All lines of the listing that contain "UpdateUserStatusRequest" should be shown in full.

┄┄┄┄┄┄

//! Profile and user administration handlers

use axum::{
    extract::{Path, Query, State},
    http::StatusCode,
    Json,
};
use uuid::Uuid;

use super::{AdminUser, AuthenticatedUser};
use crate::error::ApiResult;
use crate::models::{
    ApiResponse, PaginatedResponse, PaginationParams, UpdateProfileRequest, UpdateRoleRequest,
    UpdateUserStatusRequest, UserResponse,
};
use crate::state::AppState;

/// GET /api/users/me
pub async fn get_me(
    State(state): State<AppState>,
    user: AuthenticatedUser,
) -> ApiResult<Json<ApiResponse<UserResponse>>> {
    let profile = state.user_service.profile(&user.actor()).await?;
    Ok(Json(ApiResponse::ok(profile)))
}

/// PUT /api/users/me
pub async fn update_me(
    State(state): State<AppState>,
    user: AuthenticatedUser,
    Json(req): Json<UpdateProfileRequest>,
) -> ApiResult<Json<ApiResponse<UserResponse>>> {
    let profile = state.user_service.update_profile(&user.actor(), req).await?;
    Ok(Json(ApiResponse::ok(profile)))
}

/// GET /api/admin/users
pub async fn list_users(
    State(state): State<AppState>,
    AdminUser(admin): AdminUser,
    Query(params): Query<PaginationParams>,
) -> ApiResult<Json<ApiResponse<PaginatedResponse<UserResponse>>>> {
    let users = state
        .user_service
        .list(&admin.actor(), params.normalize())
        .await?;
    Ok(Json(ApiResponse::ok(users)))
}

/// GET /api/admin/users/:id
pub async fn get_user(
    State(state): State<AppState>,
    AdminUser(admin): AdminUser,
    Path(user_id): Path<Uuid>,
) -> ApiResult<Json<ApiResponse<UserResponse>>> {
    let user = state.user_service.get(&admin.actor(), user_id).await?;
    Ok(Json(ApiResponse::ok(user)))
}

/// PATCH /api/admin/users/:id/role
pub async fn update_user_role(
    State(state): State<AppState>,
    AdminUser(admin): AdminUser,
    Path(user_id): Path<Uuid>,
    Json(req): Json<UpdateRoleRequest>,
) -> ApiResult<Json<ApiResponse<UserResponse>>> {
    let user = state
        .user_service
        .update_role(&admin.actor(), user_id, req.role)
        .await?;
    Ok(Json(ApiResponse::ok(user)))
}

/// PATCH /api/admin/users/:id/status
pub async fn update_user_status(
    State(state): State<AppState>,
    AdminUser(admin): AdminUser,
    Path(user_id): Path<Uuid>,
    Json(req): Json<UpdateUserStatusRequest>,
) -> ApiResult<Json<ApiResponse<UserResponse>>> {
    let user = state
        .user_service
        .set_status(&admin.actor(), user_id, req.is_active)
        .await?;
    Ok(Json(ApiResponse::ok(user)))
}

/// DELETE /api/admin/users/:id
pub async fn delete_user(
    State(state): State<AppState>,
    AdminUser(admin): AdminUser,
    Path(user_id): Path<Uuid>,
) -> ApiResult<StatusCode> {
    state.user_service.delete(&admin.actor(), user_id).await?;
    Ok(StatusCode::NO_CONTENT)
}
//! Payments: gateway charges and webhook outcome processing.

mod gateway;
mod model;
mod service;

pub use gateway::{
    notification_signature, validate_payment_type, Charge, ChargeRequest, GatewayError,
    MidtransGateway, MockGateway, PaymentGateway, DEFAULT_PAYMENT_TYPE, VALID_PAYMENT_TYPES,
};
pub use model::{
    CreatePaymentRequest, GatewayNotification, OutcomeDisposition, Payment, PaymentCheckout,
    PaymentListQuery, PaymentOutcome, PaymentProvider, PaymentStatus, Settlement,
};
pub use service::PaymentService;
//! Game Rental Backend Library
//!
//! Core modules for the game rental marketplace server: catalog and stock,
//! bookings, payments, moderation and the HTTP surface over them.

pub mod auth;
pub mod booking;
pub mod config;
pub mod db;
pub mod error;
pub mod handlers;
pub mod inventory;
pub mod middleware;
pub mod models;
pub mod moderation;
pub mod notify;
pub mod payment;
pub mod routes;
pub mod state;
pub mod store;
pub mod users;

┄┄┄┄┄┄

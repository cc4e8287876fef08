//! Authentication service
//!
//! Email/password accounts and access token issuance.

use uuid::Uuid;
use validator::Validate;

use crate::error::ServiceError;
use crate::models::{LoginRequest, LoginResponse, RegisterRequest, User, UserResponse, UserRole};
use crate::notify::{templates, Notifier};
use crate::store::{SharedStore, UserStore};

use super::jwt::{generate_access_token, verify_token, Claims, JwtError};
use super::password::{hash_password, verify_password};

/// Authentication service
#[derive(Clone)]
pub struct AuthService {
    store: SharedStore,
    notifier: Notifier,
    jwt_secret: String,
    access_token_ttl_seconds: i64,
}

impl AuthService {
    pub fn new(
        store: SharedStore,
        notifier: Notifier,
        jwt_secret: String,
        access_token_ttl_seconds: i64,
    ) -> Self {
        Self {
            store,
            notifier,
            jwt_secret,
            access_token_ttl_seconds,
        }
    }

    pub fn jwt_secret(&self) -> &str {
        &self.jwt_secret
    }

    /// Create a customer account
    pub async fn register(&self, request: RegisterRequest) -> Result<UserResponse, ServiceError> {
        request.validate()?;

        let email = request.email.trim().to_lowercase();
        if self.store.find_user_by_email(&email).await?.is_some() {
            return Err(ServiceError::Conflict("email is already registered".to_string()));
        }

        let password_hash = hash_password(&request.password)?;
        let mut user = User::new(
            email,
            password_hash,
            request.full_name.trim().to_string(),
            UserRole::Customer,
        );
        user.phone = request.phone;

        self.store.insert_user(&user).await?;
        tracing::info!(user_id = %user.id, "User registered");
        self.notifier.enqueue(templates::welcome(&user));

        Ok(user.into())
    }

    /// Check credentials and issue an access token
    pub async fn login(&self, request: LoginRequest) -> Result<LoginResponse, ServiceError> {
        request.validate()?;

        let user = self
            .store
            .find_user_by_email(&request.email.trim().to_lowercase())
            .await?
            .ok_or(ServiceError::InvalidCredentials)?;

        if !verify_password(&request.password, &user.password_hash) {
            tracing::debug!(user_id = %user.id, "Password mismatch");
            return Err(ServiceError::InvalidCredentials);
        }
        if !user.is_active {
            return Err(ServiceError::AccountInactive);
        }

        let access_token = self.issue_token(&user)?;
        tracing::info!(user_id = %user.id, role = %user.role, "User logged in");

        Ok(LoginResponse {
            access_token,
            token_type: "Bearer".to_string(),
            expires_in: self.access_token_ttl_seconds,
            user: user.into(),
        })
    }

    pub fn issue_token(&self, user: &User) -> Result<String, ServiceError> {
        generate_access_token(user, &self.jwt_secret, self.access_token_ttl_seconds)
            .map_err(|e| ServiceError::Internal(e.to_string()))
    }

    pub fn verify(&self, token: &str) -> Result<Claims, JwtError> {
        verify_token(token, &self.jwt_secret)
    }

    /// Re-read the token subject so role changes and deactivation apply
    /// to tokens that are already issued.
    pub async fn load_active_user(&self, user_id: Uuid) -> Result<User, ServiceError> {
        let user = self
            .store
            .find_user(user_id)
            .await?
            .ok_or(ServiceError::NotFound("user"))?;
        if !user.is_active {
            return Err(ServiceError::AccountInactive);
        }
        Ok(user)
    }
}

┄┄┄┄┄┄

Output of the exercise.
    UpdateUserStatusRequest, UserResponse,
    Json(req): Json<UpdateUserStatusRequest>,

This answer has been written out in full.